BEGIN

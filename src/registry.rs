//! Metric Registry plus the Synchronization Layer that guards it.
//!
//! All metric handles live behind one mutex. Publishing goes through
//! [`MetricsContext::publish`], which hands out the handles only while the
//! lock is held; rendering takes the same lock around `gather()`. A scrape
//! therefore never sees a domain halfway through an update, although two
//! domains in one response may come from different ticks.

use std::sync::{Mutex, MutexGuard, PoisonError};

use prometheus::{
    Encoder, Gauge, IntCounter, IntCounterVec, IntGauge, IntGaugeVec, Opts, Registry, TextEncoder,
};

use crate::error::ExporterError;

/// Every metric the exporter publishes.
pub struct HostMetrics {
    pub cpu_usage: Gauge,
    pub cpu_user_ticks: IntCounter,
    pub cpu_kernel_ticks: IntCounter,
    pub cpu_idle_ticks: IntCounter,
    pub cpu_iowait_ticks: IntCounter,

    pub memory_total: IntGauge,
    pub memory_used: IntGauge,
    pub memory_free: IntGauge,
    pub memory_usage: Gauge,

    pub disk_sectors_read: IntCounterVec,
    pub disk_sectors_written: IntCounterVec,
    pub loop_sectors_read: IntCounterVec,
    pub loop_sectors_written: IntCounterVec,
    pub disk_read_time: IntCounterVec,
    pub disk_write_time: IntCounterVec,
    pub disk_io_in_progress: IntGaugeVec,
    pub disk_io_time: IntCounterVec,

    pub processes_count: IntGauge,
    pub processes_running: IntGauge,
    pub processes_blocked: IntGauge,

    pub net_rx_bytes: IntCounterVec,
    pub net_tx_bytes: IntCounterVec,
    pub net_rx_packets: IntCounterVec,
    pub net_tx_packets: IntCounterVec,
    pub net_rx_errors: IntCounterVec,
    pub net_tx_errors: IntCounterVec,
}

struct Builder<'a> {
    registry: &'a Registry,
}

impl Builder<'_> {
    fn gauge(&self, name: &str, help: &str) -> prometheus::Result<Gauge> {
        let gauge = Gauge::with_opts(Opts::new(name, help))?;
        self.registry.register(Box::new(gauge.clone()))?;
        Ok(gauge)
    }

    fn int_gauge(&self, name: &str, help: &str) -> prometheus::Result<IntGauge> {
        let gauge = IntGauge::with_opts(Opts::new(name, help))?;
        self.registry.register(Box::new(gauge.clone()))?;
        Ok(gauge)
    }

    fn int_gauge_vec(&self, name: &str, help: &str, label: &str) -> prometheus::Result<IntGaugeVec> {
        let gauge_vec = IntGaugeVec::new(Opts::new(name, help), &[label])?;
        self.registry.register(Box::new(gauge_vec.clone()))?;
        Ok(gauge_vec)
    }

    fn counter(&self, name: &str, help: &str) -> prometheus::Result<IntCounter> {
        let counter = IntCounter::with_opts(Opts::new(name, help))?;
        self.registry.register(Box::new(counter.clone()))?;
        Ok(counter)
    }

    fn counter_vec(&self, name: &str, help: &str, label: &str) -> prometheus::Result<IntCounterVec> {
        let counter_vec = IntCounterVec::new(Opts::new(name, help), &[label])?;
        self.registry.register(Box::new(counter_vec.clone()))?;
        Ok(counter_vec)
    }
}

impl HostMetrics {
    fn register(registry: &Registry) -> prometheus::Result<Self> {
        let b = Builder { registry };
        Ok(Self {
            cpu_usage: b.gauge("cpu_usage_percentage", "CPU busy time over the last interval (%)")?,
            cpu_user_ticks: b.counter("cpu_user_time_ticks_total", "CPU time spent in user mode")?,
            cpu_kernel_ticks: b.counter("cpu_kernel_time_ticks_total", "CPU time spent in kernel mode")?,
            cpu_idle_ticks: b.counter("cpu_idle_time_ticks_total", "CPU time spent idle")?,
            cpu_iowait_ticks: b.counter("cpu_iowait_time_ticks_total", "CPU time spent waiting for I/O")?,

            memory_total: b.int_gauge("memory_total_bytes", "Total physical memory")?,
            memory_used: b.int_gauge("memory_used_bytes", "Memory in use")?,
            memory_free: b.int_gauge("memory_free_bytes", "Memory available for new workloads")?,
            memory_usage: b.gauge("memory_usage_percentage", "Memory in use (%)")?,

            disk_sectors_read: b.counter_vec("disk_sectors_read_total", "Sectors read from physical disks", "device")?,
            disk_sectors_written: b.counter_vec("disk_sectors_written_total", "Sectors written to physical disks", "device")?,
            loop_sectors_read: b.counter_vec("loop_sectors_read_total", "Sectors read from loop devices", "device")?,
            loop_sectors_written: b.counter_vec("loop_sectors_written_total", "Sectors written to loop devices", "device")?,
            disk_read_time: b.counter_vec("disk_read_time_ms_total", "Time spent reading (ms)", "device")?,
            disk_write_time: b.counter_vec("disk_write_time_ms_total", "Time spent writing (ms)", "device")?,
            disk_io_in_progress: b.int_gauge_vec("disk_io_in_progress", "I/Os currently in flight", "device")?,
            disk_io_time: b.counter_vec("disk_io_time_ms_total", "Time spent doing I/Os (ms)", "device")?,

            processes_count: b.int_gauge("processes_count", "Number of processes")?,
            processes_running: b.int_gauge("processes_running", "Runnable tasks")?,
            processes_blocked: b.int_gauge("processes_blocked", "Tasks blocked on I/O")?,

            net_rx_bytes: b.counter_vec("network_received_bytes_total", "Bytes received", "interface")?,
            net_tx_bytes: b.counter_vec("network_sent_bytes_total", "Bytes sent", "interface")?,
            net_rx_packets: b.counter_vec("network_received_packets_total", "Packets received", "interface")?,
            net_tx_packets: b.counter_vec("network_sent_packets_total", "Packets sent", "interface")?,
            net_rx_errors: b.counter_vec("network_received_errors_total", "Receive errors", "interface")?,
            net_tx_errors: b.counter_vec("network_sent_errors_total", "Transmit errors", "interface")?,
        })
    }

    /// Families keyed by the `device` label of physical disks.
    pub fn physical_disk_families(&self) -> [&IntCounterVec; 5] {
        [
            &self.disk_sectors_read,
            &self.disk_sectors_written,
            &self.disk_read_time,
            &self.disk_write_time,
            &self.disk_io_time,
        ]
    }

    pub fn loop_families(&self) -> [&IntCounterVec; 2] {
        [&self.loop_sectors_read, &self.loop_sectors_written]
    }

    pub fn interface_families(&self) -> [&IntCounterVec; 6] {
        [
            &self.net_rx_bytes,
            &self.net_tx_bytes,
            &self.net_rx_packets,
            &self.net_tx_packets,
            &self.net_rx_errors,
            &self.net_tx_errors,
        ]
    }

    /// Drops every series of a physical disk.
    pub fn remove_disk(&self, device: &str) {
        for family in self.physical_disk_families() {
            let _ = family.remove_label_values(&[device]);
        }
        let _ = self.disk_io_in_progress.remove_label_values(&[device]);
    }

    pub fn remove_loop(&self, device: &str) {
        for family in self.loop_families() {
            let _ = family.remove_label_values(&[device]);
        }
    }

    pub fn remove_interface(&self, interface: &str) {
        for family in self.interface_families() {
            let _ = family.remove_label_values(&[interface]);
        }
    }
}

/// Moves a counter to a raw kernel value.
///
/// Counters only go up; a kernel value that went backwards (device
/// re-created, wrap) resets the counter first.
pub fn set_counter(counter: &IntCounter, value: u64) {
    let current = counter.get();
    if value < current {
        counter.reset();
        counter.inc_by(value);
    } else {
        counter.inc_by(value - current);
    }
}

/// Sets an integer gauge from an unsigned kernel value.
pub fn set_gauge(gauge: &IntGauge, value: u64) {
    gauge.set(i64::try_from(value).unwrap_or(i64::MAX));
}

/// The registry and its lock, shared by the sampler and the HTTP handler.
pub struct MetricsContext {
    registry: Registry,
    metrics: Mutex<HostMetrics>,
}

impl MetricsContext {
    /// Creates the registry and registers every metric.
    pub fn new() -> Result<Self, ExporterError> {
        let registry = Registry::new();
        let metrics = HostMetrics::register(&registry)?;
        Ok(Self {
            registry,
            metrics: Mutex::new(metrics),
        })
    }

    fn lock(&self) -> MutexGuard<'_, HostMetrics> {
        // Writers compute every value before locking, so a panic while
        // holding the guard cannot leave a half-written metric behind.
        self.metrics.lock().unwrap_or_else(PoisonError::into_inner)
    }

    /// Runs `update` as one critical section.
    ///
    /// `update` must not do I/O: read counter sources first, then publish.
    pub fn publish<R>(&self, update: impl FnOnce(&HostMetrics) -> R) -> R {
        let metrics = self.lock();
        update(&metrics)
    }

    /// Renders every registered metric in the Prometheus text format.
    pub fn render(&self) -> prometheus::Result<String> {
        let families = {
            let _guard = self.lock();
            self.registry.gather()
        };

        let mut buffer = Vec::new();
        TextEncoder::new().encode(&families, &mut buffer)?;
        String::from_utf8(buffer).map_err(|e| prometheus::Error::Msg(e.to_string()))
    }

    pub fn content_type(&self) -> &'static str {
        prometheus::TEXT_FORMAT
    }
}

END

## What the task requires
Using the entries above, give back exactly the line containing "registers every metric.", the line containing "pub fn publish<R>(&self, update: impl", and every line between them, and nothing else.

## Completed task
    /// Creates the registry and registers every metric.
    pub fn new() -> Result<Self, ExporterError> {
        let registry = Registry::new();
        let metrics = HostMetrics::register(&registry)?;
        Ok(Self {
            registry,
            metrics: Mutex::new(metrics),
        })
    }

    fn lock(&self) -> MutexGuard<'_, HostMetrics> {
        // Writers compute every value before locking, so a panic while
        // holding the guard cannot leave a half-written metric behind.
        self.metrics.lock().unwrap_or_else(PoisonError::into_inner)
    }

    /// Runs `update` as one critical section.
    ///
    /// `update` must not do I/O: read counter sources first, then publish.
    pub fn publish<R>(&self, update: impl FnOnce(&HostMetrics) -> R) -> R {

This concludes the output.